Adjusting to my shifting life has not been easy but it sure has taught me a lot about myself. Namely: I am a control freak. Ok, ok — many of you already know this. Even I already knew this. BUT, having to let go of life as you know it when you are a control freak sort of puts an exclamation point on the obvious.
Anyway, this whole “letting go of control” thing is probably just what I needed right now on my path in order to grow and evolve. Yoga Sutra 1.16 says, “That freedom from the constituent forces (of nature which arises) due to an individual’s self-realization is supreme.” Hmm, now that’s a mouthful. What it really means in plain English is that we need to, at some point, give up control because the more we try to control the world around us, the less control we really have. Yet, if we are able to just let go and stay present, we actually gain control. Now that’s a concept worth pondering.
Today this sort of hit me in the face. I was taking Heidi White’s Sunday morning yoga class at Breathe Joy Yoga. Yup, the class I taught for six years up until two weeks ago when I resigned as studio manager and teacher.

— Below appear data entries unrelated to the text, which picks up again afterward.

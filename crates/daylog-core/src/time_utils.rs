use chrono::NaiveDate;

use crate::error::{DaylogError, Result};

/// Minutes in one day, added to the end time of an overnight event.
pub const MINUTES_PER_DAY: u32 = 24 * 60;

/// Date format used for range bounds and the `_date` field.
pub const DATE_FORMAT: &str = "%Y-%m-%d";

// ── HHMM parsing ──────────────────────────────────────────────────────────────

/// Parse an `HHMM` time-of-day into `(hour, minute)`.
///
/// The input must be exactly four ASCII digits with `hour <= 23` and
/// `minute <= 59`. Anything else is an [`DaylogError::InvalidTime`].
pub fn parse_hhmm(time: &str) -> Result<(u32, u32)> {
    let bytes = time.as_bytes();
    if bytes.len() != 4 || !bytes.iter().all(u8::is_ascii_digit) {
        return Err(DaylogError::InvalidTime(time.to_string()));
    }

    let digit = |i: usize| u32::from(bytes[i] - b'0');
    let hour = digit(0) * 10 + digit(1);
    let minute = digit(2) * 10 + digit(3);

    if hour > 23 || minute > 59 {
        return Err(DaylogError::InvalidTime(time.to_string()));
    }
    Ok((hour, minute))
}

/// Minutes since midnight for an `HHMM` string.
pub fn minutes_since_midnight(time: &str) -> Result<u32> {
    let (hour, minute) = parse_hhmm(time)?;
    Ok(hour * 60 + minute)
}

/// Duration in minutes between two `HHMM` times.
///
/// An end time earlier than the start time is read as crossing midnight, so
/// the result is always in `0..1440`.
///
/// # Examples
///
/// ```
/// use daylog_core::time_utils::duration_minutes;
///
/// assert_eq!(duration_minutes("0900", "1000").unwrap(), 60);
/// assert_eq!(duration_minutes("2330", "0030").unwrap(), 60);
/// ```
pub fn duration_minutes(start: &str, end: &str) -> Result<u32> {
    let start_total = minutes_since_midnight(start)?;
    let mut end_total = minutes_since_midnight(end)?;
    if end_total < start_total {
        end_total += MINUTES_PER_DAY;
    }
    Ok(end_total - start_total)
}

// ── Dates ─────────────────────────────────────────────────────────────────────

/// Parse a `YYYY-MM-DD` string into a [`NaiveDate`].
///
/// The string must be exactly ten characters; surrounding whitespace or
/// unpadded components are rejected.
pub fn parse_date(date: &str) -> Result<NaiveDate> {
    let bytes = date.as_bytes();
    let well_formed = bytes.len() == 10
        && bytes.iter().enumerate().all(|(i, b)| match i {
            4 | 7 => *b == b'-',
            _ => b.is_ascii_digit(),
        });
    if !well_formed {
        return Err(DaylogError::InvalidDate(date.to_string()));
    }

    NaiveDate::parse_from_str(date, DATE_FORMAT)
        .map_err(|_| DaylogError::InvalidDate(date.to_string()))
}

/// Build a [`NaiveDate`] from its components, rejecting impossible dates
/// such as February 30th.
pub fn date_from_ymd(year: i32, month: u32, day: u32) -> Result<NaiveDate> {
    NaiveDate::from_ymd_opt(year, month, day)
        .ok_or_else(|| DaylogError::InvalidDate(format!("{year:04}-{month:02}-{day:02}")))
}

// ── Tests ─────────────────────────────────────────────────────────────────────
//! Runtime grammar lookup.
//!
//! The registry source emitted by `tsprep generate` builds a [`LanguageRegistry`]
//! from the grammar list shared with the generated build script. Lookups are
//! case-insensitive and resolve aliases in two steps: alias to canonical name,
//! then canonical name to compiled entry.
//!
//! ```
//! use tsprep_registry::LanguageRegistry;
//!
//! let mut registry = LanguageRegistry::new();
//! registry.register("rust", 1u8);
//! registry.register_aliases("rust", &["rs"]);
//!
//! assert_eq!(registry.lookup("RS"), Some(&1));
//! assert!(!registry.is_supported("python"));
//! ```

use std::collections::HashMap;

/// Name- and alias-keyed table of compiled grammar entries.
///
/// `L` is the compiled entry type; generated registries use
/// `tree_sitter_language::LanguageFn`.
#[derive(Debug, Clone)]
pub struct LanguageRegistry<L> {
	/// Lowercased canonical name to compiled entry.
	languages: HashMap<String, L>,
	/// Lowercased alias to lowercased canonical name.
	aliases: HashMap<String, String>,
}

impl<L> LanguageRegistry<L> {
	/// Creates an empty registry.
	pub fn new() -> Self {
		Self {
			languages: HashMap::new(),
			aliases: HashMap::new(),
		}
	}

	/// Registers a compiled entry under its canonical name.
	pub fn register(&mut self, name: &str, language: L) {
		self.languages.insert(name.to_lowercase(), language);
	}

	/// Registers aliases that resolve to `canonical`.
	///
	/// The canonical entry does not need to exist yet; an alias whose target is
	/// never registered simply fails to resolve.
	pub fn register_aliases(&mut self, canonical: &str, aliases: &[&str]) {
		let canonical = canonical.to_lowercase();
		for alias in aliases {
			self.aliases.insert(alias.to_lowercase(), canonical.clone());
		}
	}

	/// Looks up a grammar by canonical name or alias, ignoring case.
	///
	/// Canonical names win over aliases. An alias whose canonical entry is
	/// missing yields `None`.
	pub fn lookup(&self, name: &str) -> Option<&L> {
		let name = name.to_lowercase();

		if let Some(language) = self.languages.get(&name) {
			return Some(language);
		}

		let canonical = self.aliases.get(&name)?;
		self.languages.get(canonical)
	}

	/// Returns true if `name` resolves to a compiled entry.
	pub fn is_supported(&self, name: &str) -> bool {
		self.lookup(name).is_some()
	}

	/// Returns the canonical names of all registered grammars, sorted.
	pub fn supported_languages(&self) -> Vec<&str> {
		let mut names: Vec<&str> = self.languages.keys().map(String::as_str).collect();
		names.sort_unstable();
		names
	}

	/// Number of registered canonical grammars.
	pub fn len(&self) -> usize {
		self.languages.len()
	}

	/// Returns true if no grammar is registered.
	pub fn is_empty(&self) -> bool {
		self.languages.is_empty()
	}
}

impl<L> Default for LanguageRegistry<L> {
	fn default() -> Self {
		Self::new()
	}
}

#[cfg(test)]
mod tests {
	use super::*;

	fn sample() -> LanguageRegistry<&'static str> {
		let mut registry = LanguageRegistry::new();
		registry.register("rust", "rust-entry");
		registry.register("javascript", "js-entry");
		registry.register_aliases("rust", &["rs"]);
		registry.register_aliases("javascript", &["JS", "ecmascript"]);
		registry
	}

	#[test]
	fn lookup_ignores_case() {
		let registry = sample();
		let expected = Some(&"rust-entry");
		assert_eq!(registry.lookup("Rust"), expected);
		assert_eq!(registry.lookup("rust"), expected);
		assert_eq!(registry.lookup("RUST"), expected);
	}

	#[test]
	fn aliases_resolve_through_canonical_name() {
		let registry = sample();
		assert_eq!(registry.lookup("rs"), Some(&"rust-entry"));
		assert_eq!(registry.lookup("js"), Some(&"js-entry"));
		assert_eq!(registry.lookup("EcmaScript"), Some(&"js-entry"));
	}

	#[test]
	fn alias_to_missing_canonical_is_not_found() {
		let mut registry = sample();
		registry.register_aliases("python", &["py"]);
		assert_eq!(registry.lookup("py"), None);
		assert!(!registry.is_supported("py"));
	}

	#[test]
	fn canonical_name_shadows_alias() {
		let mut registry = sample();
		registry.register("rs", "other-entry");
		assert_eq!(registry.lookup("rs"), Some(&"other-entry"));
	}

	#[test]
	fn unknown_language_is_unsupported() {
		let registry = sample();
		assert!(!registry.is_supported("unknown_language_xyz"));
	}

	#[test]
	fn supported_languages_are_sorted_canonical_names() {
		let registry = sample();
		assert_eq!(registry.supported_languages(), vec!["javascript", "rust"]);
		assert_eq!(registry.len(), 2);
	}
}
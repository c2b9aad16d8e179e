//! Tree-sitter grammar preparation.
//!
//! Reads a `languages.toml`-style grammar manifest, materializes each
//! grammar's source tree and highlight query on disk, and generates the two
//! sources a consuming crate needs to compile and look the grammars up: a
//! `build.rs` and a registry module. Both are rendered from one
//! [`GrammarSet`], so they always agree on which grammars exist.
//!
//! The stages run through [`Pipeline`]; each is also usable on its own.

#![deny(clippy::print_stderr)]
#![cfg_attr(test, allow(unused_crate_dependencies))]

pub mod codegen;
pub mod config;
pub mod fetch;
pub mod http;
pub mod manifest;
pub mod pipeline;
pub mod pool;
pub mod query;
mod utils;
pub mod validity;

pub use codegen::{CodegenOptions, GeneratedArtifacts, GrammarEntry, GrammarSet, generate};
pub use config::{PrepConfig, Transport};
pub use fetch::{FetchError, FetchStatus, GrammarFetcher};
pub use http::{HttpClient, HttpResponse, ReqwestClient, TransportError};
pub use manifest::{GrammarSpec, Manifest, load_manifest, parse_manifest};
pub use pipeline::{Pipeline, PipelineError, RunReport, narrow};
pub use query::{QueryFetcher, QueryOutcome, QueryTier};
pub use utils::write_if_changed;
pub use validity::valid_grammars;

I forced myself to arrive three minutes before class started (all you yogis out there should not take this advice and instead arrive 10 minutes early!) so I could try to be an anonymous student without anyone asking me questions that should be directed to the new teacher. As class started, I noticed the lights on so I got up and shut them off! Heidi thanked me and as I walked back to my mat, my monkey mind started shouting off things like, “Why didn’t you just let it go?”, “It’s Heidi’s class now. Let her deal with it!” “What if Heidi wanted the lights on? C’mon control freak, it’s not your class anymore.” I settled myself back onto my mat and began my process of quieting my mind and letting go through my breath.
After class — which was wonderful by the way — I meandered to the front desk. What was wrong with me? Why couldn’t I just file out the door like all the other grateful yogis? Just like I always used to do, I said goodbye to everyone and made small talk about their lives, their kids, etc. But one conversation stuck with me and I couldn’t let it go — obviously, as I am writing about it here.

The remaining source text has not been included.